(Collected data entries)
BEGIN

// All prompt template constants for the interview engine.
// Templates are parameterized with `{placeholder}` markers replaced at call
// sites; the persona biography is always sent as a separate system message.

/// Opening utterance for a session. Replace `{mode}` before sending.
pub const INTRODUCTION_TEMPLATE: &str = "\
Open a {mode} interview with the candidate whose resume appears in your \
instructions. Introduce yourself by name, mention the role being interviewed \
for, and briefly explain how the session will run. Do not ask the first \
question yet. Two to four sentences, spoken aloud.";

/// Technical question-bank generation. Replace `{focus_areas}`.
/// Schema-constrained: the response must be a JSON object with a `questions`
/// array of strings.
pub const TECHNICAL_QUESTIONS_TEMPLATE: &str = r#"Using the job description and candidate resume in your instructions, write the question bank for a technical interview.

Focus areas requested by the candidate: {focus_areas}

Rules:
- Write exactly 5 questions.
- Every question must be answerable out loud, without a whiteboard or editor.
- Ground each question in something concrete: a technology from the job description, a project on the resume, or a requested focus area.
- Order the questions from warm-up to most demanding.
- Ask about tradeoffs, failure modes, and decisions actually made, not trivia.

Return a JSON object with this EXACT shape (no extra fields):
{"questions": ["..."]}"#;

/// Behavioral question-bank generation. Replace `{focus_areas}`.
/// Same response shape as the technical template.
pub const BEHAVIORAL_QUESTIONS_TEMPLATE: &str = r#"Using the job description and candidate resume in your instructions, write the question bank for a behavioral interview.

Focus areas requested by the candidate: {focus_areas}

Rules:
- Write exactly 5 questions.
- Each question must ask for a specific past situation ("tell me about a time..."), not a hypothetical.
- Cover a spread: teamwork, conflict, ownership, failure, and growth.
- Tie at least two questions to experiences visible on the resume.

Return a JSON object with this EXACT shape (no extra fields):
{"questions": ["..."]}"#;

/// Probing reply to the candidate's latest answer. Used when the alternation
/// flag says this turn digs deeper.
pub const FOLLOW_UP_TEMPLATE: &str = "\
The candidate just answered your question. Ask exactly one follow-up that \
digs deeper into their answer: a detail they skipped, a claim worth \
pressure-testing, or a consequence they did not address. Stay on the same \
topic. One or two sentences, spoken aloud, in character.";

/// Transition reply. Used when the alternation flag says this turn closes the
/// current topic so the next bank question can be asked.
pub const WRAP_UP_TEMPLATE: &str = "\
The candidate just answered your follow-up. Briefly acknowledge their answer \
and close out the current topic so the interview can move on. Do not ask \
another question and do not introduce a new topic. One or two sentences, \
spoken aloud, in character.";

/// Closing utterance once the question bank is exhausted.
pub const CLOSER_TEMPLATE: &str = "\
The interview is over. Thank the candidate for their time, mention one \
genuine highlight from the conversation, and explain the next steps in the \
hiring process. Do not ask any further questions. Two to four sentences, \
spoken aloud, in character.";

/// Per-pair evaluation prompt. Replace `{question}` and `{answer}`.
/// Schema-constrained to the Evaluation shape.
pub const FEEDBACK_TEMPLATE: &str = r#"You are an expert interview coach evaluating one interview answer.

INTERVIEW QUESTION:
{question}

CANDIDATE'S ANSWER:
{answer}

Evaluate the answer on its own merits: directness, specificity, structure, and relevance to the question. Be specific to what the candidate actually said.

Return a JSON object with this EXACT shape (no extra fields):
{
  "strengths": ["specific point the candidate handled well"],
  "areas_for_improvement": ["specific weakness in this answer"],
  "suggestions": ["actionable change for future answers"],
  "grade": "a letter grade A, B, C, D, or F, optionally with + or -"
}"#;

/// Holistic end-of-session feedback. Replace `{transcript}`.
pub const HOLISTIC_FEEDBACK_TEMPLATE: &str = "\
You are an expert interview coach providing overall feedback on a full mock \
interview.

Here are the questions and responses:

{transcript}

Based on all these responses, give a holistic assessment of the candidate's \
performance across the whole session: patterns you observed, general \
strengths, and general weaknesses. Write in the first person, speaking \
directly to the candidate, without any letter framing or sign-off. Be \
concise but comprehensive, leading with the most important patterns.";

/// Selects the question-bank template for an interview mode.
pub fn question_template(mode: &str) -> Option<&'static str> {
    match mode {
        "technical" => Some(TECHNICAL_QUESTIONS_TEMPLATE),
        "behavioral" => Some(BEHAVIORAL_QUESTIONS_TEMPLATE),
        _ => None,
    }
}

END
BEGIN

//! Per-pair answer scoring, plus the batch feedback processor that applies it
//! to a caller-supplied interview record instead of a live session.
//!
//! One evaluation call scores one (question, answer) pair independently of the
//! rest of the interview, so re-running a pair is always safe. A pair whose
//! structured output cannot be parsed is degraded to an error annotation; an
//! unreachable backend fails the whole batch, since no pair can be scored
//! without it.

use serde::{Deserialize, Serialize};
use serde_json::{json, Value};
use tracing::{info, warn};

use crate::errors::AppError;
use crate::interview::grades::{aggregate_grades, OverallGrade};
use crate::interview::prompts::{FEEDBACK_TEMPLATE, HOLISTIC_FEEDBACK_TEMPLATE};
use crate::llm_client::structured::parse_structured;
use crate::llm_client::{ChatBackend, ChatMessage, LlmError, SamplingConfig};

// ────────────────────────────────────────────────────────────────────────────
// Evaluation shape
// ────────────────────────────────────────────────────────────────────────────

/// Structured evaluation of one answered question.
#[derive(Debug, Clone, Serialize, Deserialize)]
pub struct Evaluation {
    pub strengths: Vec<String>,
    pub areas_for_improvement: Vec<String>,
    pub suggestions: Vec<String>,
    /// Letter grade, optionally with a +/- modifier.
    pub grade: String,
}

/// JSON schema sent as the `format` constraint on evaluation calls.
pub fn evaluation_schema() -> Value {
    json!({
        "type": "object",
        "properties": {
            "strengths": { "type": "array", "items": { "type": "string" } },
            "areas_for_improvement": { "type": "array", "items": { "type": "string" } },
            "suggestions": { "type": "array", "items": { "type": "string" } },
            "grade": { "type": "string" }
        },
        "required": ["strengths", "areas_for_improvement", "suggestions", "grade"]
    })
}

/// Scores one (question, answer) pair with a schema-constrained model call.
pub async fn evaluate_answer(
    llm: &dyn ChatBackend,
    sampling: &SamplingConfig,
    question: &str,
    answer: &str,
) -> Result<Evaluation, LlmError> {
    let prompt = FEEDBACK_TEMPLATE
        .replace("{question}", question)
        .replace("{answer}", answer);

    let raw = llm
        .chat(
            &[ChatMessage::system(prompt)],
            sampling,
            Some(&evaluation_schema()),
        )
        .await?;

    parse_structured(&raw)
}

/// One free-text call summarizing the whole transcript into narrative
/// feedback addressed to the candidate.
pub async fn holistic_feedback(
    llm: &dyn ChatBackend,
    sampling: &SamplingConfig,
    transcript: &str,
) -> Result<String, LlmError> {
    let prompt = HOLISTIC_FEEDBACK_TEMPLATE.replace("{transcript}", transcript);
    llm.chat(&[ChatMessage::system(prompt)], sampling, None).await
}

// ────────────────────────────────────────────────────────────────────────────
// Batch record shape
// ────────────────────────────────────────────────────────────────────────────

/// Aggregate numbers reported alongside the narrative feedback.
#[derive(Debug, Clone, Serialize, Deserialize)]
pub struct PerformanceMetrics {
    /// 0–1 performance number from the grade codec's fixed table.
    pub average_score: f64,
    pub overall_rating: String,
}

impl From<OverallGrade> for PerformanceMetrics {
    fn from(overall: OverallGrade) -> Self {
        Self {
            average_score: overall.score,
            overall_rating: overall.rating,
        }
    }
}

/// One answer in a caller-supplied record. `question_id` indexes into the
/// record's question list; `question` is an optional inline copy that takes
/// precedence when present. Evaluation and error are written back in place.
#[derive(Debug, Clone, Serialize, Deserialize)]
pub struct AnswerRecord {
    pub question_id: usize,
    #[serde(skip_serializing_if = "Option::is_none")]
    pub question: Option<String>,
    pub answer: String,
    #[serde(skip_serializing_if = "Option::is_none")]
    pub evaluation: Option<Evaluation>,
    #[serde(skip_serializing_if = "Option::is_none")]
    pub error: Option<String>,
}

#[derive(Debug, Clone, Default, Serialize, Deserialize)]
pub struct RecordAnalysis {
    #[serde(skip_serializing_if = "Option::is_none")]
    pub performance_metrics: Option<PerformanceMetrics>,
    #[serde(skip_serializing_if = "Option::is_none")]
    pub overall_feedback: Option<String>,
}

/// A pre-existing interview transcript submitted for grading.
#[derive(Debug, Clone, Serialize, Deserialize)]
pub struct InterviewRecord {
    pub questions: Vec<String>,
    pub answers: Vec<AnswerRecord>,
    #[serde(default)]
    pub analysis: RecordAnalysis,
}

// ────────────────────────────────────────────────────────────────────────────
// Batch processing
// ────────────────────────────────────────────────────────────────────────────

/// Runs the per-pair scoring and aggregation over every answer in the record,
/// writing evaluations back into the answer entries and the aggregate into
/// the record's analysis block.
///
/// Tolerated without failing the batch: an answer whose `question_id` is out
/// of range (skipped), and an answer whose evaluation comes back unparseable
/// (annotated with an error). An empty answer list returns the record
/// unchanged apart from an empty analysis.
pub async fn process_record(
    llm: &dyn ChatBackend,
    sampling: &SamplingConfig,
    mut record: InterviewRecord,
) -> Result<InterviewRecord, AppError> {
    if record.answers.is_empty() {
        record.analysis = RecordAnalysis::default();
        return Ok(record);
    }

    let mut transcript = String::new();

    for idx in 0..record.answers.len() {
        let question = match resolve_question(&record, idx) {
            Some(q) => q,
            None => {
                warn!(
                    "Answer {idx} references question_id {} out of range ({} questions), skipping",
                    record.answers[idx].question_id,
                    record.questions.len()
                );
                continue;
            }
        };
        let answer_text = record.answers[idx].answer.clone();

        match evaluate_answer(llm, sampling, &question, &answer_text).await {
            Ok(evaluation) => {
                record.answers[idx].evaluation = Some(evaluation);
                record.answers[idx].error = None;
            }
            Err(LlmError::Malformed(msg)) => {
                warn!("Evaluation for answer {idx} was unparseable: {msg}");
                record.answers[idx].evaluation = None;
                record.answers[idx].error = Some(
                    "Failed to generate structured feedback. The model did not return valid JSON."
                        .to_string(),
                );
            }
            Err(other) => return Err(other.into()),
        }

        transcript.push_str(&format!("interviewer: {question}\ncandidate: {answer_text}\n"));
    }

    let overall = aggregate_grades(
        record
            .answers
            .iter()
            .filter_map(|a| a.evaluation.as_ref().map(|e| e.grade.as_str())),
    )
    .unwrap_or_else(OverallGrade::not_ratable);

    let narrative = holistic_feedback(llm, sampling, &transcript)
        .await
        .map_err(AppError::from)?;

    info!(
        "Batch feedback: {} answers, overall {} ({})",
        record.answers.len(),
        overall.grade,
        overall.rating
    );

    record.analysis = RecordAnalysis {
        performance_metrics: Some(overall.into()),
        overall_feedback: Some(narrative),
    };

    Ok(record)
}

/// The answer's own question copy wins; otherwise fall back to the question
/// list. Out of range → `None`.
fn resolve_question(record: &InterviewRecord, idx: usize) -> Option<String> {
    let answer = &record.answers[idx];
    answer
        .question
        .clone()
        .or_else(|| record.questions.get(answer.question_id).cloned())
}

END
BEGIN

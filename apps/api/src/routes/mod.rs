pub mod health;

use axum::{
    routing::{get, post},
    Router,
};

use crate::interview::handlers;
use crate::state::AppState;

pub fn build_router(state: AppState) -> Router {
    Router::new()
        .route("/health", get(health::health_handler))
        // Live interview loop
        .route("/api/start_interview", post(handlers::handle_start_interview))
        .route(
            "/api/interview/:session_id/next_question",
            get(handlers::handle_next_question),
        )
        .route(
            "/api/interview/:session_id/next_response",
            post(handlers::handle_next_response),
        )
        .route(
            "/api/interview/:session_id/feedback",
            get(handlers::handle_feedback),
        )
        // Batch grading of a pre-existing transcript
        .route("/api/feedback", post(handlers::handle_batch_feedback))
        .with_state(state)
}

END

TASK GOAL: In the entries above, find the line with "pressure-testing, or a" and the line with "pub const WRAP_UP_TEMPLATE: &str", then set down exactly those two and every line between them, nothing else.

SOLUTION:
pressure-testing, or a consequence they did not address. Stay on the same \
topic. One or two sentences, spoken aloud, in character.";

/// Transition reply. Used when the alternation flag says this turn closes the
/// current topic so the next bank question can be asked.
pub const WRAP_UP_TEMPLATE: &str = "\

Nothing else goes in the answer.